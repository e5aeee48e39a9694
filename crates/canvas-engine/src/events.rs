//! Event types for streaming workflow progress
//!
//! Events are sent from the engine to the UI (or any consumer) to report
//! block transitions, retry countdowns and run-level state changes.

use parking_lot::Mutex;
use serde::{Deserialize, Serialize};
use tokio::sync::mpsc;

use crate::classify::ErrorInfo;
use crate::types::ExecutionStatistics;

/// Trait for sending workflow events
///
/// This abstracts over the transport mechanism (UI bridge, mpsc, etc.)
/// allowing the engine to be used in different contexts.
pub trait EventSink: Send + Sync {
    /// Send an event
    ///
    /// Returns an error if the event could not be sent (e.g., channel closed)
    fn send(&self, event: WorkflowEvent) -> Result<(), EventError>;
}

/// Error when sending events fails
#[derive(Debug, Clone)]
pub struct EventError {
    pub message: String,
}

impl std::fmt::Display for EventError {
    fn fmt(&self, f: &mut std::fmt::Formatter<'_>) -> std::fmt::Result {
        write!(f, "Event error: {}", self.message)
    }
}

impl std::error::Error for EventError {}

impl EventError {
    pub fn channel_closed() -> Self {
        Self {
            message: "Channel closed".to_string(),
        }
    }
}

/// Events emitted during workflow execution
#[derive(Debug, Clone, Serialize, Deserialize)]
#[serde(tag = "type", rename_all = "camelCase")]
pub enum WorkflowEvent {
    /// Graph accepted, blocks about to run
    #[serde(rename_all = "camelCase")]
    WorkflowStarted {
        execution_id: String,
        total_blocks: usize,
    },

    #[serde(rename_all = "camelCase")]
    WorkflowPaused { execution_id: String },

    #[serde(rename_all = "camelCase")]
    WorkflowResumed { execution_id: String },

    /// Every scheduled block reached a terminal status
    #[serde(rename_all = "camelCase")]
    WorkflowCompleted {
        execution_id: String,
        statistics: ExecutionStatistics,
    },

    /// A cancel request was honoured
    #[serde(rename_all = "camelCase")]
    WorkflowCancelled {
        execution_id: String,
        statistics: ExecutionStatistics,
    },

    #[serde(rename_all = "camelCase")]
    BlockStarted {
        execution_id: String,
        block_id: String,
        execution_order: usize,
    },

    #[serde(rename_all = "camelCase")]
    BlockCompleted {
        execution_id: String,
        block_id: String,
        duration_ms: u64,
        retry_count: u32,
    },

    /// A failed attempt will be retried after `delay_ms`
    #[serde(rename_all = "camelCase")]
    BlockRetrying {
        execution_id: String,
        block_id: String,
        /// One-based number of the retry about to happen
        attempt: u32,
        delay_ms: u64,
        error: ErrorInfo,
    },

    #[serde(rename_all = "camelCase")]
    BlockFailed {
        execution_id: String,
        block_id: String,
        error: ErrorInfo,
    },

    #[serde(rename_all = "camelCase")]
    BlockSkipped {
        execution_id: String,
        block_id: String,
        reason: String,
    },

    /// A reference token was left in the content as written
    #[serde(rename_all = "camelCase")]
    ReferenceUnresolved {
        execution_id: String,
        block_id: String,
        token: String,
        reason: String,
    },
}

impl WorkflowEvent {
    /// Execution id carried by every event
    pub fn execution_id(&self) -> &str {
        match self {
            Self::WorkflowStarted { execution_id, .. }
            | Self::WorkflowPaused { execution_id }
            | Self::WorkflowResumed { execution_id }
            | Self::WorkflowCompleted { execution_id, .. }
            | Self::WorkflowCancelled { execution_id, .. }
            | Self::BlockStarted { execution_id, .. }
            | Self::BlockCompleted { execution_id, .. }
            | Self::BlockRetrying { execution_id, .. }
            | Self::BlockFailed { execution_id, .. }
            | Self::BlockSkipped { execution_id, .. }
            | Self::ReferenceUnresolved { execution_id, .. } => execution_id.as_str(),
        }
    }

    /// Block the event is about, if any
    pub fn block_id(&self) -> Option<&str> {
        match self {
            Self::BlockStarted { block_id, .. }
            | Self::BlockCompleted { block_id, .. }
            | Self::BlockRetrying { block_id, .. }
            | Self::BlockFailed { block_id, .. }
            | Self::BlockSkipped { block_id, .. }
            | Self::ReferenceUnresolved { block_id, .. } => Some(block_id.as_str()),
            _ => None,
        }
    }
}

/// A no-op event sink that discards all events
///
/// Useful for testing or when events aren't needed.
pub struct NullEventSink;

impl EventSink for NullEventSink {
    fn send(&self, _event: WorkflowEvent) -> Result<(), EventError> {
        Ok(())
    }
}

/// A vector-based event sink that collects events
///
/// Useful for testing to verify events were emitted correctly.
pub struct VecEventSink {
    events: Mutex<Vec<WorkflowEvent>>,
}

impl VecEventSink {
    pub fn new() -> Self {
        Self {
            events: Mutex::new(Vec::new()),
        }
    }

    /// Get all collected events
    pub fn events(&self) -> Vec<WorkflowEvent> {
        self.events.lock().clone()
    }

    /// Clear all collected events
    pub fn clear(&self) {
        self.events.lock().clear();
    }
}

impl Default for VecEventSink {
    fn default() -> Self {
        Self::new()
    }
}

impl EventSink for VecEventSink {
    fn send(&self, event: WorkflowEvent) -> Result<(), EventError> {
        self.events.lock().push(event);
        Ok(())
    }
}

/// Forwards events into a tokio channel
pub struct ChannelEventSink {
    sender: mpsc::UnboundedSender<WorkflowEvent>,
}

impl ChannelEventSink {
    pub fn new(sender: mpsc::UnboundedSender<WorkflowEvent>) -> Self {
        Self { sender }
    }

    /// Create a sink together with the receiving end
    pub fn channel() -> (Self, mpsc::UnboundedReceiver<WorkflowEvent>) {
        let (sender, receiver) = mpsc::unbounded_channel();
        (Self::new(sender), receiver)
    }
}

impl EventSink for ChannelEventSink {
    fn send(&self, event: WorkflowEvent) -> Result<(), EventError> {
        self.sender
            .send(event)
            .map_err(|_| EventError::channel_closed())
    }
}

Problem requirements:
The data, all of it, should be transcribed exactly.

Task answer:
repository e5aeee48e39a9694
filename crates/canvas-engine/src/events.rs
//! Event types for streaming workflow progress
//!
//! Events are sent from the engine to the UI (or any consumer) to report
//! block transitions, retry countdowns and run-level state changes.

use parking_lot::Mutex;
use serde::{Deserialize, Serialize};
use tokio::sync::mpsc;

use crate::classify::ErrorInfo;
use crate::types::ExecutionStatistics;

/// Trait for sending workflow events
///
/// This abstracts over the transport mechanism (UI bridge, mpsc, etc.)
/// allowing the engine to be used in different contexts.
pub trait EventSink: Send + Sync {
    /// Send an event
    ///
    /// Returns an error if the event could not be sent (e.g., channel closed)
    fn send(&self, event: WorkflowEvent) -> Result<(), EventError>;
}

/// Error when sending events fails
#[derive(Debug, Clone)]
pub struct EventError {
    pub message: String,
}

impl std::fmt::Display for EventError {
    fn fmt(&self, f: &mut std::fmt::Formatter<'_>) -> std::fmt::Result {
        write!(f, "Event error: {}", self.message)
    }
}

impl std::error::Error for EventError {}

impl EventError {
    pub fn channel_closed() -> Self {
        Self {
            message: "Channel closed".to_string(),
        }
    }
}

/// Events emitted during workflow execution
#[derive(Debug, Clone, Serialize, Deserialize)]
#[serde(tag = "type", rename_all = "camelCase")]
pub enum WorkflowEvent {
    /// Graph accepted, blocks about to run
    #[serde(rename_all = "camelCase")]
    WorkflowStarted {
        execution_id: String,
        total_blocks: usize,
    },

    #[serde(rename_all = "camelCase")]
    WorkflowPaused { execution_id: String },

    #[serde(rename_all = "camelCase")]
    WorkflowResumed { execution_id: String },

    /// Every scheduled block reached a terminal status
    #[serde(rename_all = "camelCase")]
    WorkflowCompleted {
        execution_id: String,
        statistics: ExecutionStatistics,
    },

    /// A cancel request was honoured
    #[serde(rename_all = "camelCase")]
    WorkflowCancelled {
        execution_id: String,
        statistics: ExecutionStatistics,
    },

    #[serde(rename_all = "camelCase")]
    BlockStarted {
        execution_id: String,
        block_id: String,
        execution_order: usize,
    },

    #[serde(rename_all = "camelCase")]
    BlockCompleted {
        execution_id: String,
        block_id: String,
        duration_ms: u64,
        retry_count: u32,
    },

    /// A failed attempt will be retried after `delay_ms`
    #[serde(rename_all = "camelCase")]
    BlockRetrying {
        execution_id: String,
        block_id: String,
        /// One-based number of the retry about to happen
        attempt: u32,
        delay_ms: u64,
        error: ErrorInfo,
    },

    #[serde(rename_all = "camelCase")]
    BlockFailed {
        execution_id: String,
        block_id: String,
        error: ErrorInfo,
    },

    #[serde(rename_all = "camelCase")]
    BlockSkipped {
        execution_id: String,
        block_id: String,
        reason: String,
    },

    /// A reference token was left in the content as written
    #[serde(rename_all = "camelCase")]
    ReferenceUnresolved {
        execution_id: String,
        block_id: String,
        token: String,
        reason: String,
    },
}

impl WorkflowEvent {
    /// Execution id carried by every event
    pub fn execution_id(&self) -> &str {
        match self {
            Self::WorkflowStarted { execution_id, .. }
            | Self::WorkflowPaused { execution_id }
            | Self::WorkflowResumed { execution_id }
            | Self::WorkflowCompleted { execution_id, .. }
            | Self::WorkflowCancelled { execution_id, .. }
            | Self::BlockStarted { execution_id, .. }
            | Self::BlockCompleted { execution_id, .. }
            | Self::BlockRetrying { execution_id, .. }
            | Self::BlockFailed { execution_id, .. }
            | Self::BlockSkipped { execution_id, .. }
            | Self::ReferenceUnresolved { execution_id, .. } => execution_id.as_str(),
        }
    }

    /// Block the event is about, if any
    pub fn block_id(&self) -> Option<&str> {
        match self {
            Self::BlockStarted { block_id, .. }
            | Self::BlockCompleted { block_id, .. }
            | Self::BlockRetrying { block_id, .. }
            | Self::BlockFailed { block_id, .. }
            | Self::BlockSkipped { block_id, .. }
            | Self::ReferenceUnresolved { block_id, .. } => Some(block_id.as_str()),
            _ => None,
        }
    }
}

/// A no-op event sink that discards all events
///
/// Useful for testing or when events aren't needed.
pub struct NullEventSink;

impl EventSink for NullEventSink {
    fn send(&self, _event: WorkflowEvent) -> Result<(), EventError> {
        Ok(())
    }
}

/// A vector-based event sink that collects events
///
/// Useful for testing to verify events were emitted correctly.
pub struct VecEventSink {
    events: Mutex<Vec<WorkflowEvent>>,
}

impl VecEventSink {
    pub fn new() -> Self {
        Self {
            events: Mutex::new(Vec::new()),
        }
    }

    /// Get all collected events
    pub fn events(&self) -> Vec<WorkflowEvent> {
        self.events.lock().clone()
    }

    /// Clear all collected events
    pub fn clear(&self) {
        self.events.lock().clear();
    }
}

impl Default for VecEventSink {
    fn default() -> Self {
        Self::new()
    }
}

impl EventSink for VecEventSink {
    fn send(&self, event: WorkflowEvent) -> Result<(), EventError> {
        self.events.lock().push(event);
        Ok(())
    }
}

/// Forwards events into a tokio channel
pub struct ChannelEventSink {
    sender: mpsc::UnboundedSender<WorkflowEvent>,
}

impl ChannelEventSink {
    pub fn new(sender: mpsc::UnboundedSender<WorkflowEvent>) -> Self {
        Self { sender }
    }

    /// Create a sink together with the receiving end
    pub fn channel() -> (Self, mpsc::UnboundedReceiver<WorkflowEvent>) {
        let (sender, receiver) = mpsc::unbounded_channel();
        (Self::new(sender), receiver)
    }
}

impl EventSink for ChannelEventSink {
    fn send(&self, event: WorkflowEvent) -> Result<(), EventError> {
        self.sender
            .send(event)
            .map_err(|_| EventError::channel_closed())
    }
}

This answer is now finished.